These benchmarks are for 20 steps each consisting of 48 hours. I have set the optimality gap quite high, so the solver run time will increase in actual runs.

Obviously, recreating the model each time is very inefficient and time consuming, but how else can we do it?

Also, the results writing is very time consuming also - and I'm only writing out a single variable.

So, looking at these times, from a performance point of view, our focus should be on the looping structure and the results writing.

In GitLab by @DillonJ on Mar 13, 2019, 11:25

changed the description

In GitLab by @DillonJ on Mar 13, 2019, 11:26

changed the description

In GitLab by @DillonJ on Mar 13, 2019, 11:55

Also wondering if #90 has any bearing on this and if it would help?

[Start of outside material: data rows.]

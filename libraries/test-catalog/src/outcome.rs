use alloc::borrow::Cow;
use core::{fmt, num::NonZeroU32};

/// What a test callback returns. `Ok(())` is a pass.
pub type TestResult = Result<(), Failure>;

#[derive(Debug, Clone, Copy, PartialEq, Eq)]
pub struct FailureLocation {
    pub file: &'static str,
    pub line: u32,
}

/// A failed test.
///
/// `count` is what the failure contributes to the run's failure total, one unless
/// a test explicitly reports more.
#[derive(Debug, Clone, PartialEq, Eq)]
pub struct Failure {
    count: NonZeroU32,
    location: Option<FailureLocation>,
    message: Cow<'static, str>,
}

impl Failure {
    pub fn new(message: impl Into<Cow<'static, str>>) -> Self {
        Self {
            count: NonZeroU32::MIN,
            location: None,
            message: message.into(),
        }
    }

    pub fn at(file: &'static str, line: u32, message: impl Into<Cow<'static, str>>) -> Self {
        Self {
            location: Some(FailureLocation { file, line }),
            ..Self::new(message)
        }
    }

    pub fn with_count(mut self, count: NonZeroU32) -> Self {
        self.count = count;
        self
    }

    pub fn count(&self) -> u32 {
        self.count.get()
    }

    pub fn location(&self) -> Option<FailureLocation> {
        self.location
    }

    pub fn message(&self) -> &str {
        &self.message
    }
}

impl fmt::Display for Failure {
    fn fmt(&self, f: &mut fmt::Formatter<'_>) -> fmt::Result {
        match self.location {
            Some(FailureLocation { file, line }) => write!(f, "{}:{}: {}", file, line, self.message),
            None => f.write_str(&self.message),
        }
    }
}

#[cfg(test)]
mod tests {
    use super::*;
    use alloc::string::ToString;

    #[test]
    fn test_default_count_is_one() {
        assert_eq!(Failure::new("boom").count(), 1);
    }

    #[test]
    fn test_with_count() {
        let failure = Failure::new("boom").with_count(NonZeroU32::new(3).unwrap());
        assert_eq!(failure.count(), 3);
    }

    #[test]
    fn test_display_with_location() {
        let failure = Failure::at("src/lib.rs", 12, "failed assertion: 1 == 2");

        assert_eq!(failure.to_string(), "src/lib.rs:12: failed assertion: 1 == 2");
        assert_eq!(
            failure.location(),
            Some(FailureLocation {
                file: "src/lib.rs",
                line: 12
            })
        );
    }

    #[test]
    fn test_display_without_location() {
        let failure = Failure::new(alloc::format!("panicked: {}", "oops"));

        assert_eq!(failure.to_string(), "panicked: oops");
        assert_eq!(failure.message(), "panicked: oops");
        assert!(failure.location().is_none());
    }
}
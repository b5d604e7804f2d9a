use std::{env, fmt::Write, fs, path::PathBuf, process::Command};

use serde::Deserialize;

fn main() {
    println!("cargo:rerun-if-changed=build.rs");
    println!("cargo:rerun-if-changed=Cargo.toml");

    let package = env::var("CARGO_PKG_NAME").unwrap();
    let suites = suite_crates(&package);

    let out_dir = PathBuf::from(env::var("OUT_DIR").unwrap());
    fs::write(out_dir.join("generated.rs"), link_suites(&suites)).unwrap();
}

#[derive(Deserialize)]
struct Metadata {
    packages: Vec<MetadataPackage>,
}

#[derive(Deserialize)]
struct MetadataPackage {
    name: String,
    dependencies: Vec<MetadataDependency>,
}

#[derive(Deserialize)]
struct MetadataDependency {
    name: String,
    rename: Option<String>,
    path: Option<String>,
    // `null` for normal dependencies, "dev" or "build" otherwise
    kind: Option<String>,
    target: Option<String>,
}

/// Crate names (as seen from Rust code) of the unconditional local dependencies of `package`.
///
/// Crates that only register tests are never named by the runner, so nothing
/// would pull their objects (and their test records) into the link.
fn suite_crates(package: &str) -> Vec<String> {
    let cargo = env::var("CARGO").unwrap_or_else(|_| "cargo".to_string());
    let manifest = PathBuf::from(env::var("CARGO_MANIFEST_DIR").unwrap()).join("Cargo.toml");

    let output = Command::new(cargo)
        .args(["metadata", "--offline", "--no-deps", "--format-version", "1"])
        .arg("--manifest-path")
        .arg(&manifest)
        .output()
        .expect("Failed to run cargo metadata");

    let metadata: Metadata =
        serde_json::from_slice(&output.stdout).expect("Failed to parse cargo metadata");

    metadata
        .packages
        .into_iter()
        .find(|pkg| pkg.name == package)
        .expect("Current package not found")
        .dependencies
        .into_iter()
        .filter(|dep| dep.kind.is_none() && dep.path.is_some() && dep.target.is_none())
        .map(|dep| dep.rename.unwrap_or(dep.name).replace('-', "_"))
        .collect()
}

// see https://github.com/rust-lang/rust/issues/133491#issue-2694064193
fn link_suites(crates: &[String]) -> String {
    let mut source = String::from("#[doc(hidden)]\n#[rustfmt::skip]\nmod _linked_suites {\n");

    for name in crates {
        let _ = writeln!(source, "    extern crate {};", name);
    }

    source.push_str("}\n");
    source
}
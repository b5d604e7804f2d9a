//! Descriptors and records for building in-memory catalogs.

use test_catalog::{Failure, SourcePosition, TestDesc, TestRecord, TestResult};

pub fn passing() -> TestResult {
    Ok(())
}

pub fn failing() -> TestResult {
    Err(Failure::new("fixture failure"))
}

pub fn panicking() -> TestResult {
    panic!("fixture panic")
}

pub const fn desc(suite: &'static str, name: &'static str, func: fn() -> TestResult) -> TestDesc {
    TestDesc {
        suite,
        name,
        function_name: name,
        source_file: "fixtures.rs",
        position: SourcePosition { line: 1, column: 1 },
        func,
    }
}

/// A registered (marked) record.
pub const fn record(suite: &'static str, name: &'static str, func: fn() -> TestResult) -> TestRecord {
    TestRecord::new(desc(suite, name, func))
}

/// A record whose marker is not the sentinel. Catalogs must never surface it.
pub const fn padding(suite: &'static str, name: &'static str, func: fn() -> TestResult) -> TestRecord {
    TestRecord::with_marker(0xBAAD_F00D, desc(suite, name, func))
}
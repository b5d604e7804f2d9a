//! This module provides a macro to get a pointer to a symbol defined by the linker.

/// Get a pointer to a symbol defined in assembly or by the linker.
/// The symbol must be defined in the global scope.
/// The macro takes a string literal as input to support symbols with special characters (e.g. `$`, `@`, `\x01`).
///
/// # Example
/// ```ignore
/// let start = symbol_ptr!("__start_micro_tests").cast::<TestRecord>();
/// let end = symbol_ptr!("__stop_micro_tests").cast::<TestRecord>();
/// ```
/// # Safety
/// Accessing the pointer to a symbol is unsafe, `unsafe` is required to call this macro.
#[macro_export]
macro_rules! symbol_ptr {
    ($sym:literal) => {{
        // We use a `unsafe` function, so that the caller must call this macro within an `unsafe` block.
        #[doc(hidden)]
        #[inline(always)]
        unsafe fn __get_sym() -> ::core::ptr::NonNull<()> {
            unsafe extern "C" {
                #[doc(hidden)]
                #[allow(improper_ctypes)]
                #[link_name = $sym]
                static __SYM: ();
            }

            let ptr = ::core::ptr::addr_of!(__SYM) as *mut ();

            // SAFETY: the address of a linked symbol is never null
            #[allow(unused_unsafe)]
            unsafe {
                ::core::ptr::NonNull::new_unchecked(ptr)
            }
        }

        __get_sym()
    }};
}

#[cfg(test)]
mod tests {
    use core::ptr::NonNull;

    #[unsafe(export_name = "__micro_tests_probe_symbol")]
    static PROBE_SYMBOL: u8 = 42;

    #[test]
    fn test_symbol_ptr_same_address() {
        let expected = &PROBE_SYMBOL as *const u8 as usize;

        let p1: NonNull<()> = unsafe { symbol_ptr!("__micro_tests_probe_symbol") };
        let p2: NonNull<u8> = unsafe { symbol_ptr!("__micro_tests_probe_symbol").cast::<u8>() };

        assert_eq!(expected, p1.as_ptr() as usize);
        assert_eq!(expected, p2.as_ptr() as usize);

        assert_eq!(unsafe { *p2.as_ptr() }, PROBE_SYMBOL);
    }
}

In GitLab by @manuelma on Mar 13, 2019, 12:19

at the moment JuMP_results_to_spine_db creates a new DiffDatabaseMapping object each time, with all the overhead (connecting to the database, creating the diff tables, generating the object relational mapping, etc). But it would be easy to add an option to use an already created DiffDatabaseMapping.

Also, for each run we are creating relationships between the result object and each other object in the variable's dimensions. So reusing the same results object in between runs might save time too.

In GitLab by @DillonJ on Mar 17, 2019, 11:44

So I've just added base case loadflow equations to the model using ptdfs (calculated by powersystems.jl)

The ptdf calculation itself is very fast, but the constraint generation in JuMP takes forever (3.5 minutes, which is over 20 hours for a yearly run).

In the looping structure I am recreating the model each time. My conclusion is that this simply isn't feasible. It's a pity.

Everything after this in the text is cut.